Okay like, are you dating someone? Okay, perfect—I can help you with second date ideas. Dinner and a movie is a classic; Cloud Atlas is still in theaters and, oh man, it looks so cool. It’s got a great score on Rotten Tomatoes. The Wachowski siblings are so good. Re-watching The Matrix changed my life, seriously, changed it. I mean, I know humanity isn’t just a bunch of batteries but it inspired me to “unplug” my bad attitudes and my bad habits. I started waking up at 9:00 and trying to be at work by no later than 10:30. Now I get my coffee at my work’s cafeteria instead of at Four Barrel. And I only play the new Diablo for three hours every day. You know, baby steps.

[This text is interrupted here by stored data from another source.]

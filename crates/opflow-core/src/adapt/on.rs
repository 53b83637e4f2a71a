//! Scheduler hops

use crate::adapt::{just, let_value, Just};
use crate::op::{OpState, Receiver, Sender};
use crate::sched::Scheduler;

/// Sender returned by [`on`]
pub struct On<Sch, S> {
    sched: Sch,
    src: S,
}

/// Start `src` so that its first step runs on `sched`
///
/// The hop is a suspension point: a stop already requested when the
/// hop runs makes the completion stopped without starting `src`.
pub fn on<Sch, S>(sched: Sch, src: S) -> On<Sch, S>
where
    Sch: Scheduler,
    S: Sender,
{
    On { sched, src }
}

/// Run downstream continuations of `src` on `sched`
pub fn transfer<S, Sch>(src: S, sched: Sch) -> impl Sender<Value = S::Value>
where
    S: Sender,
    Sch: Scheduler,
{
    let_value(src, move |value| on(sched, just(value)))
}

/// Shorthand for `on(sched, just(value))`
pub fn transfer_just<Sch, T>(sched: Sch, value: T) -> On<Sch, Just<T>>
where
    Sch: Scheduler,
    T: Send + 'static,
{
    on(sched, just(value))
}

impl<Sch, S> Sender for On<Sch, S>
where
    Sch: Scheduler,
    S: Sender,
{
    type Value = S::Value;

    fn start<R>(self, recv: R)
    where
        R: Receiver<Value = S::Value>,
    {
        self.sched.submit(Box::new(HopOp {
            state: Some((self.src, recv)),
        }));
    }
}

struct HopOp<S, R> {
    state: Option<(S, R)>,
}

impl<S, R> OpState for HopOp<S, R>
where
    S: Sender,
    R: Receiver<Value = S::Value>,
{
    fn try_run(&mut self) -> bool {
        if let Some((src, recv)) = self.state.take() {
            if recv.stop_token().stop_requested() {
                recv.set_stopped();
            } else {
                src.start(recv);
            }
        }
        true
    }

    fn set_stopped(mut self: Box<Self>) {
        if let Some((_src, recv)) = self.state.take() {
            recv.set_stopped();
        }
    }
}

#[cfg(test)]
mod tests {
    use super::*;
    use crate::adapt::sync_wait;
    use crate::op::OpState;

    /// Scheduler that runs submissions inline on the calling thread
    #[derive(Clone)]
    struct InlineScheduler;

    impl Scheduler for InlineScheduler {
        fn submit(&self, mut op: Box<dyn OpState>) {
            op.try_run();
        }
    }

    /// Scheduler that drops submissions after delivering stopped
    #[derive(Clone)]
    struct DrainedScheduler;

    impl Scheduler for DrainedScheduler {
        fn submit(&self, op: Box<dyn OpState>) {
            op.set_stopped();
        }
    }

    /// Scheduler that hands submissions to a worker thread
    #[derive(Clone)]
    struct ThreadScheduler;

    impl Scheduler for ThreadScheduler {
        fn submit(&self, mut op: Box<dyn OpState>) {
            std::thread::spawn(move || {
                op.try_run();
            });
        }
    }

    #[test]
    fn test_on_inline() {
        assert_eq!(sync_wait(on(InlineScheduler, just(9))).unwrap(), Some(9));
    }

    #[test]
    fn test_on_drained_context_stops() {
        assert_eq!(sync_wait(on(DrainedScheduler, just(9))).unwrap(), None);
    }

    #[test]
    fn test_transfer_runs_downstream_elsewhere() {
        let sched = ThreadScheduler;
        let main_thread = std::thread::current().id();
        let chain = crate::adapt::then(transfer(just(3), sched), move |x: i32| {
            assert_ne!(std::thread::current().id(), main_thread);
            x * 2
        });
        assert_eq!(sync_wait(chain).unwrap(), Some(6));
    }

    #[test]
    fn test_transfer_just() {
        assert_eq!(sync_wait(transfer_just(InlineScheduler, 5)).unwrap(), Some(5));
    }
}
//! Streaming HTTP/1.1 request parser
//!
//! Push-driven state machine: request line, header lines, body, done.
//! `feed` accepts whatever bytes the transport produced; packet
//! boundaries may fall anywhere, including inside the CRLF line
//! terminator. The parser yields at most one request and then stays
//! terminal; pipelining is handled one connection level up by closing
//! after the response.

use crate::request::{Header, Method, Request};
use opflow_core::error::{OpError, OpResult};

#[derive(Debug, Clone, Copy, PartialEq, Eq)]
enum ParseState {
    FirstLine,
    HeaderLines,
    Body,
    Done,
}

/// Incremental parser for one HTTP/1.1 request
pub struct RequestParser {
    state: ParseState,
    line: Vec<u8>,
    method: Method,
    uri: String,
    headers: Vec<Header>,
    body: Vec<u8>,
    body_remaining: usize,
}

impl Default for RequestParser {
    fn default() -> Self {
        Self::new()
    }
}

impl RequestParser {
    pub fn new() -> RequestParser {
        RequestParser {
            state: ParseState::FirstLine,
            line: Vec::new(),
            method: Method::Get,
            uri: String::new(),
            headers: Vec::new(),
            body: Vec::new(),
            body_remaining: 0,
        }
    }

    /// True once a request has been yielded
    pub fn is_done(&self) -> bool {
        self.state == ParseState::Done
    }

    /// Consume the next packet of input
    ///
    /// Returns `Ok(Some(request))` when the request completes with this
    /// packet, `Ok(None)` while more input is needed (and always after
    /// completion), `Err(BadRequest)` on malformed input.
    pub fn feed(&mut self, mut data: &[u8]) -> OpResult<Option<Request>> {
        if self.state == ParseState::Done {
            return Ok(None);
        }

        // Everything before the body is parsed line by line
        while matches!(self.state, ParseState::FirstLine | ParseState::HeaderLines) {
            match self.take_line(data) {
                Some(consumed) => {
                    self.interpret_line()?;
                    self.line.clear();
                    data = &data[consumed..];
                }
                // Partial line; everything was buffered
                None => return Ok(None),
            }
        }

        // Body bytes, up to Content-Length; surplus input is ignored
        let take = self.body_remaining.min(data.len());
        self.body.extend_from_slice(&data[..take]);
        self.body_remaining -= take;

        if self.body_remaining == 0 {
            self.state = ParseState::Done;
            return Ok(Some(Request {
                method: self.method,
                uri: std::mem::take(&mut self.uri),
                headers: std::mem::take(&mut self.headers),
                body: std::mem::take(&mut self.body),
            }));
        }
        Ok(None)
    }

    /// Accumulate bytes until a CRLF completes the current line
    ///
    /// Returns how many input bytes were consumed when a full line is
    /// now in `self.line` (CRLF stripped), or `None` if all of `data`
    /// was buffered without completing one.
    fn take_line(&mut self, data: &[u8]) -> Option<usize> {
        for (i, &byte) in data.iter().enumerate() {
            self.line.push(byte);
            if byte == b'\n' && self.line.ends_with(b"\r\n") {
                self.line.truncate(self.line.len() - 2);
                return Some(i + 1);
            }
        }
        None
    }

    fn interpret_line(&mut self) -> OpResult<()> {
        match self.state {
            ParseState::FirstLine => self.interpret_request_line(),
            ParseState::HeaderLines => self.interpret_header_line(),
            _ => Ok(()),
        }
    }

    fn interpret_request_line(&mut self) -> OpResult<()> {
        let line = &self.line;
        let sp = line
            .iter()
            .position(|&b| b == b' ')
            .unwrap_or(line.len());
        let method = Method::from_bytes(&line[..sp]).ok_or(OpError::BadRequest)?;

        let uri_start = (sp + 1).min(line.len());
        let uri_end = find_subslice(line, b" HTTP/", uri_start).unwrap_or(line.len());
        self.method = method;
        self.uri = String::from_utf8_lossy(&line[uri_start..uri_end]).into_owned();
        self.state = ParseState::HeaderLines;
        Ok(())
    }

    fn interpret_header_line(&mut self) -> OpResult<()> {
        if self.line.is_empty() {
            // Blank line: headers are over
            self.state = ParseState::Body;
            return Ok(());
        }

        let line = &self.line;
        let colon = line
            .iter()
            .position(|&b| b == b':')
            .ok_or(OpError::BadRequest)?;
        let name = &line[..colon];
        let mut value = &line[colon + 1..];
        while value.first() == Some(&b' ') {
            value = &value[1..];
        }
        if name.is_empty() || value.is_empty() {
            return Err(OpError::BadRequest);
        }

        let mut name = String::from_utf8_lossy(name).into_owned();
        name.make_ascii_lowercase();
        let value = String::from_utf8_lossy(value).into_owned();

        if name == "content-length" {
            if !value.bytes().all(|b| b.is_ascii_digit()) {
                return Err(OpError::BadRequest);
            }
            self.body_remaining = value.parse().map_err(|_| OpError::BadRequest)?;
            self.body.reserve(self.body_remaining);
        }

        self.headers.push(Header { name, value });
        Ok(())
    }
}

/// Find `needle` in `hay` starting at `from`
fn find_subslice(hay: &[u8], needle: &[u8], from: usize) -> Option<usize> {
    if from > hay.len() {
        return None;
    }
    hay[from..]
        .windows(needle.len())
        .position(|w| w == needle)
        .map(|pos| pos + from)
}

#[cfg(test)]
mod tests {
    use super::*;

    const SIMPLE_GET: &[u8] = b"GET /index.html HTTP/1.1\r\nHost: example.com\r\n\r\n";
    const POST_WITH_BODY: &[u8] =
        b"POST /echo HTTP/1.1\r\nHost: x\r\nContent-Length: 5\r\n\r\nhello";

    fn parse_whole(input: &[u8]) -> OpResult<Option<Request>> {
        RequestParser::new().feed(input)
    }

    #[test]
    fn test_simple_get() {
        let req = parse_whole(SIMPLE_GET).unwrap().unwrap();
        assert_eq!(req.method, Method::Get);
        assert_eq!(req.uri, "/index.html");
        assert_eq!(req.headers.len(), 1);
        assert_eq!(req.header("host"), Some("example.com"));
        assert!(req.body.is_empty());
    }

    #[test]
    fn test_post_with_body() {
        let req = parse_whole(POST_WITH_BODY).unwrap().unwrap();
        assert_eq!(req.method, Method::Post);
        assert_eq!(req.uri, "/echo");
        assert_eq!(req.body, b"hello");
    }

    #[test]
    fn test_body_split_mid_packet() {
        // Mid-body packet boundary
        let mut parser = RequestParser::new();
        let (head, tail) = POST_WITH_BODY.split_at(POST_WITH_BODY.len() - 2);
        assert!(parser.feed(head).unwrap().is_none());
        let req = parser.feed(tail).unwrap().unwrap();
        assert_eq!(req.body, b"hello");
    }

    #[test]
    fn test_any_chunk_split_yields_same_request() {
        // Every split point, including inside CRLF pairs
        let reference = parse_whole(POST_WITH_BODY).unwrap().unwrap();
        for split in 1..POST_WITH_BODY.len() {
            let mut parser = RequestParser::new();
            let first = parser.feed(&POST_WITH_BODY[..split]).unwrap();
            let req = match first {
                Some(req) => req,
                None => parser.feed(&POST_WITH_BODY[split..]).unwrap().expect("request completes"),
            };
            assert_eq!(req, reference, "split at {}", split);
        }
    }

    #[test]
    fn test_byte_at_a_time() {
        let mut parser = RequestParser::new();
        let mut result = None;
        for &b in POST_WITH_BODY {
            if let Some(req) = parser.feed(&[b]).unwrap() {
                result = Some(req);
            }
        }
        let req = result.expect("request completes");
        assert_eq!(req.uri, "/echo");
        assert_eq!(req.body, b"hello");
    }

    #[test]
    fn test_unknown_method_rejected() {
        assert_eq!(parse_whole(b"FOO / HTTP/1.1\r\n\r\n"), Err(OpError::BadRequest));
    }

    #[test]
    fn test_header_without_colon_rejected() {
        assert_eq!(
            parse_whole(b"GET / HTTP/1.1\r\nbogus-line\r\n\r\n"),
            Err(OpError::BadRequest)
        );
    }

    #[test]
    fn test_empty_header_value_rejected() {
        assert_eq!(
            parse_whole(b"GET / HTTP/1.1\r\nHost: \r\n\r\n"),
            Err(OpError::BadRequest)
        );
    }

    #[test]
    fn test_non_decimal_content_length_rejected() {
        assert_eq!(
            parse_whole(b"POST / HTTP/1.1\r\nContent-Length: 5x\r\n\r\n"),
            Err(OpError::BadRequest)
        );
        assert_eq!(
            parse_whole(b"POST / HTTP/1.1\r\nContent-Length: +5\r\n\r\n"),
            Err(OpError::BadRequest)
        );
    }

    #[test]
    fn test_header_names_lowercased_values_trimmed() {
        let req = parse_whole(b"GET / HTTP/1.1\r\nX-Thing:   spaced\r\n\r\n")
            .unwrap()
            .unwrap();
        assert_eq!(req.headers[0].name, "x-thing");
        assert_eq!(req.headers[0].value, "spaced");
    }

    #[test]
    fn test_absent_content_length_means_empty_body() {
        let req = parse_whole(b"GET /p HTTP/1.1\r\n\r\n").unwrap().unwrap();
        assert!(req.body.is_empty());
    }

    #[test]
    fn test_done_is_terminal() {
        let mut parser = RequestParser::new();
        assert!(parser.feed(SIMPLE_GET).unwrap().is_some());
        assert!(parser.is_done());
        assert!(parser.feed(SIMPLE_GET).unwrap().is_none());
    }

    #[test]
    fn test_surplus_bytes_after_body_ignored() {
        let mut parser = RequestParser::new();
        let mut input = POST_WITH_BODY.to_vec();
        input.extend_from_slice(b"TRAILING");
        let req = parser.feed(&input).unwrap().unwrap();
        assert_eq!(req.body, b"hello");
        assert!(parser.feed(b"more").unwrap().is_none());
    }
}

Sorry, got off track. You could also take your date to this new artisan bourbon bar I just saw a Groupon for. I guess there’s already one in Oakland but they just opened one in SF so people can finally get to it. Perfect date. You guys can have some bourbon, chat, hangout. Boom. I got your back. See?
Anyway, I have to jet. My company’s taking the day off to do this yoga cleanse. It should be cool. Hey, come on—this is going to be really fun, you’re going to love me as your spirit animal. I’ll ping you with an app you can use to contact me in the spirit realm. And add me on Twitter: my handle is @spiritguidepaul. Later!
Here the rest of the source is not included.